Tutorial: Using Impala, Hive and Hue with Virtual Private Clusters

Set Up an Environment

Set up your environment with Compute and Base clusters as follows: (See Adding a Compute Cluster and Data Context.)
  1. Create clusters where the Cloudera Manager and CDH version match, for example both are 6.2.0. The clusters must use Kerberos and TLS.
  2. If Base cluster has Sentry, then make sure the user executing cross cluster queries is added to the correct role that has all the necessary privileges to create/insert data into tables. (more in workflow #3).
  3. Configure a Regular cluster called Cluster 1 to be used as a Base cluster.

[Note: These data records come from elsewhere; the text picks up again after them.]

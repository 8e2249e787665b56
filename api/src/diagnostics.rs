//! Non-fatal diagnostics.
//!
//! Unsupported input keys, deprecated properties and stream anomalies are
//! reported here rather than failing the call. The client picks a sink per
//! call; [`TracingSink`] is the default.

use std::fmt;
use std::sync::{Arc, Mutex, PoisonError};

use tracing::warn;

/// A warning produced while mapping a request or decoding a response.
#[derive(Debug, Clone, PartialEq, Eq)]
pub enum Diagnostic {
    /// The caller supplied a key the schema does not declare; it was dropped.
    UnsupportedProperty {
        /// The normalized key.
        property: String,
        /// Dotted path of the enclosing object (`body`, `body.flight`).
        path: String,
    },
    /// The caller supplied a property marked deprecated; it was still sent.
    DeprecatedProperty {
        /// The declared property name.
        property: String,
        /// Dotted path of the enclosing object.
        path: String,
    },
    /// A complete NDJSON line did not parse and was skipped.
    MalformedRecord {
        /// The offending line, lossily decoded.
        line: String,
    },
    /// The stream ended inside a record; the partial record was dropped.
    TruncatedStream {
        /// Number of buffered bytes that were discarded.
        remaining_bytes: usize,
    },
    /// A record grew past the decoder's size limit before its newline
    /// arrived; it was discarded up to the next newline.
    OversizedRecord {
        /// The limit in bytes.
        limit: usize,
    },
}

impl fmt::Display for Diagnostic {
    fn fmt(&self, f: &mut fmt::Formatter<'_>) -> fmt::Result {
        match self {
            Self::UnsupportedProperty { property, path } => write!(
                f,
                "Property {property} is not supported by this operation ({path}), it will be ignored"
            ),
            Self::DeprecatedProperty { property, path } => {
                write!(f, "Property {property} ({path}) is deprecated")
            }
            Self::MalformedRecord { line } => write!(f, "Skipping malformed record: {line}"),
            Self::TruncatedStream { remaining_bytes } => write!(
                f,
                "Stream ended inside a record, dropping {remaining_bytes} buffered byte(s)"
            ),
            Self::OversizedRecord { limit } => {
                write!(f, "Skipping record larger than {limit} bytes")
            }
        }
    }
}

/// Receiver of [`Diagnostic`]s.
pub trait DiagnosticSink: Send + Sync + fmt::Debug {
    /// Records one diagnostic.
    fn emit(&self, diagnostic: Diagnostic);
}

/// Forwards diagnostics to `tracing` at `WARN` level.
#[derive(Debug, Default, Clone, Copy)]
pub struct TracingSink;

impl DiagnosticSink for TracingSink {
    fn emit(&self, diagnostic: Diagnostic) {
        warn!(diagnostic = ?diagnostic, "{diagnostic}");
    }
}

/// Keeps every diagnostic in memory.
///
/// Clones share the same storage, so a clone can be handed to the client
/// while the first handle is inspected afterwards.
#[derive(Debug, Default, Clone)]
pub struct CollectingSink {
    seen: Arc<Mutex<Vec<Diagnostic>>>,
}

impl CollectingSink {
    pub fn new() -> Self {
        Self::default()
    }

    /// Returns a copy of everything collected so far.
    pub fn diagnostics(&self) -> Vec<Diagnostic> {
        self.seen
            .lock()
            .unwrap_or_else(PoisonError::into_inner)
            .clone()
    }

    /// Removes and returns everything collected so far.
    pub fn drain(&self) -> Vec<Diagnostic> {
        std::mem::take(&mut *self.seen.lock().unwrap_or_else(PoisonError::into_inner))
    }
}

impl DiagnosticSink for CollectingSink {
    fn emit(&self, diagnostic: Diagnostic) {
        self.seen
            .lock()
            .unwrap_or_else(PoisonError::into_inner)
            .push(diagnostic);
    }
}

This cluster must have high availability enabled.
  4. Create two Compute clusters called Compute 1 and Compute 2.
  5. Configure services for the three clusters as shown below:

Workflow #1: Using impala-shell and Hive

This workflow desribes how to create a table using Impala, how to insert sample data on Compute cluster 1, and how to access and modify the data using beeline from Compute cluster 2.

In a Virtural Private Cluster environment, Hue and the impala-shell can be used to setup databases, tables, insert and retrieve data using queries. This workflow focuses on running a few queries using impala-shell command line tool.

This tutorial uses a kerberized environment with TLS, so you must kinit the user first. If you want to add a new user, see Step 6: Get or Create a Kerberos Principal for Each User Account and Enabling Sentry Authorization for Impala for documentation to create and add the user to the Kerberos principal and the required Linux groups.

  1. Identify a host running Impala Daemon to launch impala-shell using this breadcrumb. In the Cloudera Manager Admin Console, go to Cloudera Manager > Compute Cluster 1 > IMPALA-1 > Instances.
  2. Note the hostname of a host that is running the Impala Daemon and open an ssh session to that host.
    ssh <hostname>



  3. Kinit the user (because this is a Kerberized environment):
    kinit -kt <keytab path of authorized user> <authorized user>
  4. Start the Impala-shell:

    In the Cloudera Manager Admin Console, go to the Impala service and click the Status tab.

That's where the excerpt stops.